-- Material supplied --
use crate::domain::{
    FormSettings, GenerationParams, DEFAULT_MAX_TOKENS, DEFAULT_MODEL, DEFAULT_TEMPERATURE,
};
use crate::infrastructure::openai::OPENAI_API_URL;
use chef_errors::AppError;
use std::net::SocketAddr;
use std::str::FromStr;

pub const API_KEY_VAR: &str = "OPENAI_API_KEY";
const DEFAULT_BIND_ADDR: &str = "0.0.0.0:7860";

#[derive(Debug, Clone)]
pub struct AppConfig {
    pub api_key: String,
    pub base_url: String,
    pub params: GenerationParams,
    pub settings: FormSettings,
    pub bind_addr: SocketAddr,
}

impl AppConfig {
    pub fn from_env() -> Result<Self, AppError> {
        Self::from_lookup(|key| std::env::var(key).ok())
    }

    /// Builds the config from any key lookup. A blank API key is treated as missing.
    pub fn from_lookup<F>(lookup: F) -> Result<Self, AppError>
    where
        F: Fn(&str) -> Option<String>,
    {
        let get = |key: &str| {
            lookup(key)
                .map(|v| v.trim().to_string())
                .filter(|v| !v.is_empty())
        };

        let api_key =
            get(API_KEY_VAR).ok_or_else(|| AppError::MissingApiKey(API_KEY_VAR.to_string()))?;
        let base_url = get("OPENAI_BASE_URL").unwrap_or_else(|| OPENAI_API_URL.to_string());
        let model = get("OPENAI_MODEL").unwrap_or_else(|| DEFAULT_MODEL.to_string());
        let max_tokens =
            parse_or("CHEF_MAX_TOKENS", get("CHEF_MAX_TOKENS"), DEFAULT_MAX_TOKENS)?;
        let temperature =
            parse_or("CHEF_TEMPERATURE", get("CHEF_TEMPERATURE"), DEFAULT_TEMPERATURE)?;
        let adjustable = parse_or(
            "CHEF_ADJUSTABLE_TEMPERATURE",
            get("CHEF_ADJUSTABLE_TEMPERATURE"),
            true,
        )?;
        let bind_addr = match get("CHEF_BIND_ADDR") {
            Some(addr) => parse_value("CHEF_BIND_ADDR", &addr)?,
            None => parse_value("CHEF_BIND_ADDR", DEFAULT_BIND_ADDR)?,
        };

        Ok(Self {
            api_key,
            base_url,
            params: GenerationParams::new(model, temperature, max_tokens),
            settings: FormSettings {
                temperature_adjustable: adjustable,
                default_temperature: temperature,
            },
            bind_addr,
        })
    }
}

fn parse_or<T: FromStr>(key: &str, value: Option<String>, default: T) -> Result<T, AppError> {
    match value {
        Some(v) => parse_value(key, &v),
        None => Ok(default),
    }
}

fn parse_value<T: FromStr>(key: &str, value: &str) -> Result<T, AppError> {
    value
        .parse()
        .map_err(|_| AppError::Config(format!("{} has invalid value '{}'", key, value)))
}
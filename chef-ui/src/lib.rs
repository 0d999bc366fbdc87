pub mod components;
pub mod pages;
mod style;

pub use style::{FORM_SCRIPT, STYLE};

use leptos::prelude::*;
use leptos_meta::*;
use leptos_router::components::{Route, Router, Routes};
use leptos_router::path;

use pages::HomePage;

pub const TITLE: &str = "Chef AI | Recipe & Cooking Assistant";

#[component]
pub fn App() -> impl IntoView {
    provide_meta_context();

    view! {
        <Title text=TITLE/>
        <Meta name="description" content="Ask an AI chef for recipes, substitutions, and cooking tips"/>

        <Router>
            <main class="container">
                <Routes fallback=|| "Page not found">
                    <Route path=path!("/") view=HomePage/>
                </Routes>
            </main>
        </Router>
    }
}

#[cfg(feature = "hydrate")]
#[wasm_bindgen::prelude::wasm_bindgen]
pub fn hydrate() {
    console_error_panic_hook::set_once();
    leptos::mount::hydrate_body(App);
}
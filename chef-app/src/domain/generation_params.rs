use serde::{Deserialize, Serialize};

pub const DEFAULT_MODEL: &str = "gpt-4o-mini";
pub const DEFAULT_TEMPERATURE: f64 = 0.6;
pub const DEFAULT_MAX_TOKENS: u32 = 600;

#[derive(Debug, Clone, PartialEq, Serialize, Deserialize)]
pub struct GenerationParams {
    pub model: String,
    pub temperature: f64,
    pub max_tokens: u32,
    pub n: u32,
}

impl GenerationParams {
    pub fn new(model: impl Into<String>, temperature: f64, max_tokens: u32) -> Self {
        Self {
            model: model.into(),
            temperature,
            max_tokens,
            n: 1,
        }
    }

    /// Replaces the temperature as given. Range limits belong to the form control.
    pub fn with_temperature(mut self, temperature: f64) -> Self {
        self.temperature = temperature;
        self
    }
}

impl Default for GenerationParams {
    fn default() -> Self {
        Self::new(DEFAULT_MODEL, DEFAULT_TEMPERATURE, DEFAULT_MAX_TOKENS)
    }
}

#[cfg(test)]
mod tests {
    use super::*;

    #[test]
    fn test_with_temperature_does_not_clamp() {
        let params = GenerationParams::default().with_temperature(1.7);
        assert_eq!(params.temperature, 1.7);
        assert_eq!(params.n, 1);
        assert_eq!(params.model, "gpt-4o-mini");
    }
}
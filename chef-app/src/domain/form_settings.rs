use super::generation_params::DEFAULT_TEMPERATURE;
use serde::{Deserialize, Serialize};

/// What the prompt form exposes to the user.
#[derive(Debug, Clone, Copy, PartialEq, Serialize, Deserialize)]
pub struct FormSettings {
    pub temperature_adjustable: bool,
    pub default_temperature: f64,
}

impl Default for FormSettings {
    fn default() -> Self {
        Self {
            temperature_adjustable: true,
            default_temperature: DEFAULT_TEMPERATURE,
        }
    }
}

==

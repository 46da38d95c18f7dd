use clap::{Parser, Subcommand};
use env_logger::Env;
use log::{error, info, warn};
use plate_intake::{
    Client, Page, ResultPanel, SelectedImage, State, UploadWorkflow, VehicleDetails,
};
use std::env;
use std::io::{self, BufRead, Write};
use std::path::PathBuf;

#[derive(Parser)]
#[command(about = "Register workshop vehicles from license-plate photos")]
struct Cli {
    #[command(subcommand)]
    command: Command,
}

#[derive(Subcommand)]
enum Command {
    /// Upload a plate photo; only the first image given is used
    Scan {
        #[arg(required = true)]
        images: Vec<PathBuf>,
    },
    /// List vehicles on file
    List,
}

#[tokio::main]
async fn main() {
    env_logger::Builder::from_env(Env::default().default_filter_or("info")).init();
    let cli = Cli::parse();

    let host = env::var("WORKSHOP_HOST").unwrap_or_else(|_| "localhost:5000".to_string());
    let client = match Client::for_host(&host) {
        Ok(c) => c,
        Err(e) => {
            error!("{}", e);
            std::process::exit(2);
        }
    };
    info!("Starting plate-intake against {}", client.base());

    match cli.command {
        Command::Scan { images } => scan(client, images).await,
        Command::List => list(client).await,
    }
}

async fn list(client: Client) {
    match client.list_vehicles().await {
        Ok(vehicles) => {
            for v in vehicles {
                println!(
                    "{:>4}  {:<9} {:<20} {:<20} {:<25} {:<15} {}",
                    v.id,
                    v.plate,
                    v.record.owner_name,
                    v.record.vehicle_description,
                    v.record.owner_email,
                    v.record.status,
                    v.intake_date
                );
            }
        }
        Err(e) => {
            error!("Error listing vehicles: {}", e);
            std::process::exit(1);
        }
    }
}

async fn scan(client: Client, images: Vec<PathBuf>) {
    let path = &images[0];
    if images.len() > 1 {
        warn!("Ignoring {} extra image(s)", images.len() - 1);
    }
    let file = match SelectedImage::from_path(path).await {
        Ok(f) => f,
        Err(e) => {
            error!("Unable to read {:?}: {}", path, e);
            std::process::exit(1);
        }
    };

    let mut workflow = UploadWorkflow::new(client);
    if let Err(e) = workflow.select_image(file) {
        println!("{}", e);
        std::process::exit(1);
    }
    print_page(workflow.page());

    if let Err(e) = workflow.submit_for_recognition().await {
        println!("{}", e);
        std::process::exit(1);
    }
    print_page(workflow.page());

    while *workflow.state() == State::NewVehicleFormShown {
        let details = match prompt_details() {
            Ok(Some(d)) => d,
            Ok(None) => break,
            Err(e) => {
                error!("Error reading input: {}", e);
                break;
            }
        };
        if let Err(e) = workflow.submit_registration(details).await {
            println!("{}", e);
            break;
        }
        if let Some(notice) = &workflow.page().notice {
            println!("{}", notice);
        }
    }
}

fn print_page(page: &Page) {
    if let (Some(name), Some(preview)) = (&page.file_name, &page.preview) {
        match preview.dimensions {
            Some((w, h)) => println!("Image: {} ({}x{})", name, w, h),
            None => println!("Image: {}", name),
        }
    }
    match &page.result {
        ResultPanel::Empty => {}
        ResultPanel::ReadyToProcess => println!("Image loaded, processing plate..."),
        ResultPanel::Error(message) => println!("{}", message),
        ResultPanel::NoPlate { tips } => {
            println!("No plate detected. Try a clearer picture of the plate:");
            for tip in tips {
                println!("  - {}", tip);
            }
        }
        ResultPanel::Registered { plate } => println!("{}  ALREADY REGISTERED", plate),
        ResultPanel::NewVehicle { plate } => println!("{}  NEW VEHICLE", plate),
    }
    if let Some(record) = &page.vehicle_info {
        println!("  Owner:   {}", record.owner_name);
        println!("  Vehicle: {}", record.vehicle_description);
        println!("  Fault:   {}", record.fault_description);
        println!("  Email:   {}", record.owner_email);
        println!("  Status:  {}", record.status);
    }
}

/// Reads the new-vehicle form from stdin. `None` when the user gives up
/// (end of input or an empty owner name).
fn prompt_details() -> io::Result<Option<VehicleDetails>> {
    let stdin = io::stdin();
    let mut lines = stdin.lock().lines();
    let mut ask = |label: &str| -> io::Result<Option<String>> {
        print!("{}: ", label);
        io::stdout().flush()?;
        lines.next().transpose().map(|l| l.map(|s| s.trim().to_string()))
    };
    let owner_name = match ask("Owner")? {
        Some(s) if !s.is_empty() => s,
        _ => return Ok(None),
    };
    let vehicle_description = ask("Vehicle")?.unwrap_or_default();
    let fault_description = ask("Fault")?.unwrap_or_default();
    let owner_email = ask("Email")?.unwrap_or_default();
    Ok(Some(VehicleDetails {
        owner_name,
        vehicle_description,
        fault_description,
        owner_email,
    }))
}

==

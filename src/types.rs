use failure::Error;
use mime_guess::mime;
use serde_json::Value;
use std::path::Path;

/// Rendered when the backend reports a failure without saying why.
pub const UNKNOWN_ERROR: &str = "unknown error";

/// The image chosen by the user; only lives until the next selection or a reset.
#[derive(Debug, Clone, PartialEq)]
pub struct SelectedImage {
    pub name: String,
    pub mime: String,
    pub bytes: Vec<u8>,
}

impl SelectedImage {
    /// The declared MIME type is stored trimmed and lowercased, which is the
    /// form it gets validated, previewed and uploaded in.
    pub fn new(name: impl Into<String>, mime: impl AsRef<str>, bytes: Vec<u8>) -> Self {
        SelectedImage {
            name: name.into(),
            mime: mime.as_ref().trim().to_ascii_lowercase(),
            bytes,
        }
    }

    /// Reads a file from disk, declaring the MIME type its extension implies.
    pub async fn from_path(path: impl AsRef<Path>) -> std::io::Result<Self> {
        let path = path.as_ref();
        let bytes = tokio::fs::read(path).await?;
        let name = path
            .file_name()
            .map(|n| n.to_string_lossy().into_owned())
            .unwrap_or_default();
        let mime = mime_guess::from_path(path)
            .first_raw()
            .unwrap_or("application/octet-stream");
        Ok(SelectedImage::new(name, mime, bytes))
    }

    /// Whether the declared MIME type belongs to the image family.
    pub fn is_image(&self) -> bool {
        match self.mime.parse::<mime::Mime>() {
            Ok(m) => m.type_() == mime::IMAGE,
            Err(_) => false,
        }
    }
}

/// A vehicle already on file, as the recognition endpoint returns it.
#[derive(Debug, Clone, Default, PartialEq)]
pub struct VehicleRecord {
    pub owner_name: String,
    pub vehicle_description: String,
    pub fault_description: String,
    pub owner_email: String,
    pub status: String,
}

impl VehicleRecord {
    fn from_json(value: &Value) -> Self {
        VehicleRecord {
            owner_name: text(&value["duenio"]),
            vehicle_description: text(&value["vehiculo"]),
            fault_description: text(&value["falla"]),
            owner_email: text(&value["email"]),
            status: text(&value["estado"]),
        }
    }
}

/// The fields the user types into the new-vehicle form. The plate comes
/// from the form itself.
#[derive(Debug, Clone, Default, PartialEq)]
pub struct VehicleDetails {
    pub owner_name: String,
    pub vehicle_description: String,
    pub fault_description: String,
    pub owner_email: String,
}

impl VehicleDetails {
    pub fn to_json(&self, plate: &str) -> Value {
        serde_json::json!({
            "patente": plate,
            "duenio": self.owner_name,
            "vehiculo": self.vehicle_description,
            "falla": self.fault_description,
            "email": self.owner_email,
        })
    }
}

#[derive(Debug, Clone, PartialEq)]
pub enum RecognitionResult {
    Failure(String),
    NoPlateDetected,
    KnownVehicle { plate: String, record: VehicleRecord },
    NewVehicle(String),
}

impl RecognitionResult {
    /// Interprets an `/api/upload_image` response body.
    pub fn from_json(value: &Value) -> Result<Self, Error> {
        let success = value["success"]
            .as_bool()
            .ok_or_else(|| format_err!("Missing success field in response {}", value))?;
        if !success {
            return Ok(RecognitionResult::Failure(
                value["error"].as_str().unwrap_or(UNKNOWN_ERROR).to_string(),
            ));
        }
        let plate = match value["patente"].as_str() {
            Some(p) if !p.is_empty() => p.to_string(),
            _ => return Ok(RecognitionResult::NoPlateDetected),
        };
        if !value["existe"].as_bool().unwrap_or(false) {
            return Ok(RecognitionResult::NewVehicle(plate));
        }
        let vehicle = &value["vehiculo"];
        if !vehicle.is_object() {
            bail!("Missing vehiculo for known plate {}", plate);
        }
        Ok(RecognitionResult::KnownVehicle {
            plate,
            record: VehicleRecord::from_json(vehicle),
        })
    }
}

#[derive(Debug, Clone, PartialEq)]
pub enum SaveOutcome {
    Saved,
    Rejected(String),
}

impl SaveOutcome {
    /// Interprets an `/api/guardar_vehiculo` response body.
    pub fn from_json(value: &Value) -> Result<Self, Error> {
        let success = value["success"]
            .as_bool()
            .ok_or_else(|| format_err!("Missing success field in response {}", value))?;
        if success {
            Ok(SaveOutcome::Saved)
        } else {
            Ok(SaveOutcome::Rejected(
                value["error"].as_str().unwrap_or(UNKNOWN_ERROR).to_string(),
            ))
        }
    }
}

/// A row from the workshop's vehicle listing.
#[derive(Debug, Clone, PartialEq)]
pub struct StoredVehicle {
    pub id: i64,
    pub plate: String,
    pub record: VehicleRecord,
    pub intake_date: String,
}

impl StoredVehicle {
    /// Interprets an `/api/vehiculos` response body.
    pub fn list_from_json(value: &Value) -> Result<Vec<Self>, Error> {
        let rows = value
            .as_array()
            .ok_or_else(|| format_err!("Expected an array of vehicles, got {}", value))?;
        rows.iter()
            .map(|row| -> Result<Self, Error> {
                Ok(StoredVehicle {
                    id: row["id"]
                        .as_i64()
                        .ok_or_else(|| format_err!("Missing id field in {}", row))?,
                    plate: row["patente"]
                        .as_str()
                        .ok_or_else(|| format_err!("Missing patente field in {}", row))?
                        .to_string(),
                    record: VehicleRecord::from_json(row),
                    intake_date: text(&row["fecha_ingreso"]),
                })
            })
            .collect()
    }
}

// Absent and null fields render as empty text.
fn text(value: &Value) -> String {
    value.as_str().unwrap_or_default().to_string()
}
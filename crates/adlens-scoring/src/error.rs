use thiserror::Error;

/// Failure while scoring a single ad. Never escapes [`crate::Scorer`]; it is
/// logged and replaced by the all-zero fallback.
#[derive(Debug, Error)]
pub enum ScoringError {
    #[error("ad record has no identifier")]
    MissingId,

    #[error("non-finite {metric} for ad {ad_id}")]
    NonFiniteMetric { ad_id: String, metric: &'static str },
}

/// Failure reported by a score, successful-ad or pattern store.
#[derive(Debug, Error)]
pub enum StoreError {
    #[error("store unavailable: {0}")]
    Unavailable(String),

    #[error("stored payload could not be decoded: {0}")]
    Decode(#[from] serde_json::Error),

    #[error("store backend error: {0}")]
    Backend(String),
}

-- Work required --
Which of the lines in the material carry the string "StoredVehicle"? Pull them out.

-- Output of the task --
pub struct StoredVehicle {
impl StoredVehicle {
                Ok(StoredVehicle {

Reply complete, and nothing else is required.